I should probably clarify that this is usually done only for a gene or two at a time and is quite labor intensive.
First you use CRISPR to target the original gene, causing a cut which then gets improperly repaired. You screen a bunch of edited cell populations for something where the repair causes an insertion or deletion of nucleotides in the gene that disrupts the translation to amino acids (as amino acids are encoded by patterns of 3 nucleotides at a time, adding or subtracting a number non-divisible by 3 will change the identity of all of the amino acids downstream of the edit). If there is a protein produced after this edit, it will be scrambled and broken down quickly.
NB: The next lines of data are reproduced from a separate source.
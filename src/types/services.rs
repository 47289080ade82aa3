//! Swarm service specification types

use std::collections::BTreeMap;

use serde::{Deserialize, Serialize};

use crate::types::containers::Command;
use crate::utils::ByteSize;
use crate::Result;

#[derive(Debug, Clone, Copy, PartialEq, Eq, Serialize, Deserialize)]
#[serde(rename_all = "lowercase")]
pub enum MountType {
    Bind,
    Volume,
    Tmpfs,
}

#[derive(Debug, Clone, PartialEq, Eq, Serialize, Deserialize)]
#[serde(rename_all = "PascalCase")]
pub struct Mount {
    pub target: String,
    pub source: String,
    #[serde(rename = "Type")]
    pub kind: MountType,
    #[serde(default)]
    pub read_only: bool,
}

impl Mount {
    pub fn volume(source: impl Into<String>, target: impl Into<String>) -> Self {
        Self {
            target: target.into(),
            source: source.into(),
            kind: MountType::Volume,
            read_only: false,
        }
    }

    pub fn bind(source: impl Into<String>, target: impl Into<String>) -> Self {
        Self {
            kind: MountType::Bind,
            ..Self::volume(source, target)
        }
    }

    /// Parse `source:target[:ro|rw]`; absolute sources become bind mounts
    pub fn parse(spec: &str) -> crate::Result<Self> {
        let parts: Vec<&str> = spec.split(':').collect();
        let (source, target, mode) = match parts.as_slice() {
            [source, target] => (*source, *target, "rw"),
            [source, target, mode] => (*source, *target, *mode),
            _ => {
                return Err(crate::Error::InvalidArgument(format!(
                    "invalid mount spec: {}",
                    spec
                )))
            }
        };
        let read_only = match mode {
            "ro" => true,
            "rw" => false,
            other => {
                return Err(crate::Error::InvalidArgument(format!(
                    "invalid mount mode: {}",
                    other
                )))
            }
        };
        let mut mount = if source.starts_with('/') {
            Mount::bind(source, target)
        } else {
            Mount::volume(source, target)
        };
        mount.read_only = read_only;
        Ok(mount)
    }
}

/// Container half of a task template
#[derive(Debug, Clone, Default, PartialEq, Eq, Serialize, Deserialize)]
#[serde(rename_all = "PascalCase")]
pub struct ContainerSpec {
    pub image: String,
    #[serde(skip_serializing_if = "Option::is_none")]
    pub command: Option<Vec<String>>,
    #[serde(skip_serializing_if = "Option::is_none")]
    pub args: Option<Vec<String>>,
    #[serde(skip_serializing_if = "Option::is_none")]
    pub env: Option<Vec<String>>,
    #[serde(rename = "Dir", skip_serializing_if = "Option::is_none")]
    pub workdir: Option<String>,
    #[serde(skip_serializing_if = "Option::is_none")]
    pub user: Option<String>,
    #[serde(skip_serializing_if = "Option::is_none")]
    pub labels: Option<BTreeMap<String, String>>,
    #[serde(skip_serializing_if = "Option::is_none")]
    pub mounts: Option<Vec<Mount>>,
    #[serde(skip_serializing_if = "Option::is_none")]
    pub stop_grace_period: Option<i64>,
}

impl ContainerSpec {
    pub fn new(image: impl Into<String>) -> Self {
        Self {
            image: image.into(),
            ..Default::default()
        }
    }

    pub fn with_command(mut self, command: impl Into<Command>) -> Result<Self> {
        self.command = Some(command.into().to_argv()?);
        Ok(self)
    }

    pub fn with_args(mut self, args: Vec<String>) -> Self {
        self.args = Some(args);
        self
    }

    pub fn with_env(mut self, key: &str, value: &str) -> Self {
        self.env
            .get_or_insert_with(Vec::new)
            .push(format!("{}={}", key, value));
        self
    }

    pub fn with_workdir(mut self, dir: impl Into<String>) -> Self {
        self.workdir = Some(dir.into());
        self
    }

    pub fn with_user(mut self, user: impl Into<String>) -> Self {
        self.user = Some(user.into());
        self
    }

    pub fn with_label(mut self, key: impl Into<String>, value: impl Into<String>) -> Self {
        self.labels
            .get_or_insert_with(BTreeMap::new)
            .insert(key.into(), value.into());
        self
    }

    pub fn with_mount(mut self, mount: Mount) -> Self {
        self.mounts.get_or_insert_with(Vec::new).push(mount);
        self
    }

    pub fn with_stop_grace_period(mut self, nanos: i64) -> Self {
        self.stop_grace_period = Some(nanos);
        self
    }
}

#[derive(Debug, Clone, Default, PartialEq, Eq, Serialize, Deserialize)]
#[serde(rename_all = "PascalCase")]
pub struct ResourceSpec {
    #[serde(rename = "NanoCPUs", skip_serializing_if = "Option::is_none")]
    pub nano_cpus: Option<i64>,
    #[serde(skip_serializing_if = "Option::is_none")]
    pub memory_bytes: Option<i64>,
}

#[derive(Debug, Clone, Default, PartialEq, Eq, Serialize, Deserialize)]
#[serde(rename_all = "PascalCase")]
pub struct Resources {
    #[serde(skip_serializing_if = "Option::is_none")]
    pub limits: Option<ResourceSpec>,
    #[serde(skip_serializing_if = "Option::is_none")]
    pub reservations: Option<ResourceSpec>,
}

impl Resources {
    pub fn with_limits(mut self, nano_cpus: Option<i64>, memory: Option<ByteSize>) -> Result<Self> {
        self.limits = Some(ResourceSpec {
            nano_cpus,
            memory_bytes: memory.map(|m| m.to_bytes()).transpose()?,
        });
        Ok(self)
    }

    pub fn with_reservations(mut self, nano_cpus: Option<i64>, memory: Option<ByteSize>) -> Result<Self> {
        self.reservations = Some(ResourceSpec {
            nano_cpus,
            memory_bytes: memory.map(|m| m.to_bytes()).transpose()?,
        });
        Ok(self)
    }
}

#[derive(Debug, Clone, Copy, PartialEq, Eq, Serialize, Deserialize)]
#[serde(rename_all = "kebab-case")]
pub enum RestartCondition {
    None,
    OnFailure,
    Any,
}

/// Task restart policy (durations in nanoseconds)
#[derive(Debug, Clone, PartialEq, Eq, Serialize, Deserialize)]
#[serde(rename_all = "PascalCase")]
pub struct TaskRestartPolicy {
    pub condition: RestartCondition,
    #[serde(default)]
    pub delay: i64,
    #[serde(default)]
    pub max_attempts: i64,
    #[serde(default)]
    pub window: i64,
}

impl Default for TaskRestartPolicy {
    fn default() -> Self {
        Self {
            condition: RestartCondition::None,
            delay: 0,
            max_attempts: 0,
            window: 0,
        }
    }
}

#[derive(Debug, Clone, Default, PartialEq, Eq, Serialize, Deserialize)]
pub struct LogDriver {
    #[serde(rename = "Name")]
    pub name: String,
    #[serde(rename = "Options", default)]
    pub options: BTreeMap<String, String>,
}

#[derive(Debug, Clone, Default, PartialEq, Eq, Serialize, Deserialize)]
#[serde(rename_all = "PascalCase")]
pub struct Placement {
    #[serde(default)]
    pub constraints: Vec<String>,
}

#[derive(Debug, Clone, Default, PartialEq, Eq, Serialize, Deserialize)]
#[serde(rename_all = "PascalCase")]
pub struct TaskTemplate {
    pub container_spec: ContainerSpec,
    #[serde(skip_serializing_if = "Option::is_none")]
    pub resources: Option<Resources>,
    #[serde(skip_serializing_if = "Option::is_none")]
    pub restart_policy: Option<TaskRestartPolicy>,
    #[serde(skip_serializing_if = "Option::is_none")]
    pub placement: Option<Placement>,
    #[serde(skip_serializing_if = "Option::is_none")]
    pub log_driver: Option<LogDriver>,
}

impl TaskTemplate {
    pub fn new(container_spec: ContainerSpec) -> Self {
        Self {
            container_spec,
            ..Default::default()
        }
    }

    pub fn with_resources(mut self, resources: Resources) -> Self {
        self.resources = Some(resources);
        self
    }

    pub fn with_restart_policy(mut self, policy: TaskRestartPolicy) -> Self {
        self.restart_policy = Some(policy);
        self
    }

    pub fn with_constraints(mut self, constraints: Vec<String>) -> Self {
        self.placement = Some(Placement { constraints });
        self
    }

    pub fn with_log_driver(mut self, driver: LogDriver) -> Self {
        self.log_driver = Some(driver);
        self
    }
}

/// `replicated` with a replica count, or `global`
#[derive(Debug, Clone, Copy, PartialEq, Eq)]
pub enum ServiceMode {
    Replicated(u64),
    Global,
}

impl Serialize for ServiceMode {
    fn serialize<S: serde::Serializer>(&self, serializer: S) -> std::result::Result<S::Ok, S::Error> {
        let value = match self {
            ServiceMode::Replicated(n) => serde_json::json!({"Replicated": {"Replicas": n}}),
            ServiceMode::Global => serde_json::json!({"Global": {}}),
        };
        value.serialize(serializer)
    }
}

impl<'de> Deserialize<'de> for ServiceMode {
    fn deserialize<D: serde::Deserializer<'de>>(deserializer: D) -> std::result::Result<Self, D::Error> {
        let value = serde_json::Value::deserialize(deserializer)?;
        if value.get("Global").is_some() {
            return Ok(ServiceMode::Global);
        }
        let replicas = value
            .get("Replicated")
            .and_then(|r| r.get("Replicas"))
            .and_then(|r| r.as_u64())
            .unwrap_or(1);
        Ok(ServiceMode::Replicated(replicas))
    }
}

#[derive(Debug, Clone, Copy, PartialEq, Eq, Serialize, Deserialize)]
#[serde(rename_all = "lowercase")]
pub enum FailureAction {
    Pause,
    Continue,
}

#[derive(Debug, Clone, PartialEq, Eq, Serialize, Deserialize)]
#[serde(rename_all = "PascalCase")]
pub struct UpdateConfig {
    pub parallelism: u64,
    /// Nanoseconds between updates
    #[serde(default)]
    pub delay: i64,
    #[serde(skip_serializing_if = "Option::is_none")]
    pub failure_action: Option<FailureAction>,
}

#[derive(Debug, Clone, PartialEq, Eq, Serialize, Deserialize)]
#[serde(rename_all = "PascalCase")]
pub struct PortConfig {
    pub protocol: String,
    pub target_port: u16,
    #[serde(skip_serializing_if = "Option::is_none")]
    pub published_port: Option<u16>,
}

#[derive(Debug, Clone, Default, PartialEq, Eq, Serialize, Deserialize)]
#[serde(rename_all = "PascalCase")]
pub struct EndpointSpec {
    #[serde(skip_serializing_if = "Option::is_none")]
    pub mode: Option<String>,
    #[serde(default, skip_serializing_if = "Vec::is_empty")]
    pub ports: Vec<PortConfig>,
}

impl EndpointSpec {
    /// Publish `target` as `published` over TCP
    pub fn with_port(mut self, published: u16, target: u16) -> Self {
        self.ports.push(PortConfig {
            protocol: "tcp".into(),
            target_port: target,
            published_port: Some(published),
        });
        self
    }
}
To put a gene back into a cell line you use lentiviral transduction to incorporate it into the genome. Lentiviruses are viruses like HIV that use a reverse transcriptase to edit your genome directly. The ones used as genetic tools lack the ability to replicate, and contain a payload of DNA that you want to encode into the cell lines. Usually the plasmids for lentiviruses encode a resistence gene for a cytotoxic drug such as puromycin (inhibits eukaryotic protein translation), so that when you grow the cells in puro, only those that are expressing the lentiviral DNA will survive (also this keeps the cell line from eventually kicking out the viral DNA).
Expressing an orthologous gene from other species is a common technique for validating function. If you can demonstrate an effect from knocking out a gene, and then reverse the effect by adding back in the gene from a different species (usually will be slightly different), you have grounds to make a claim on the function of the gene product.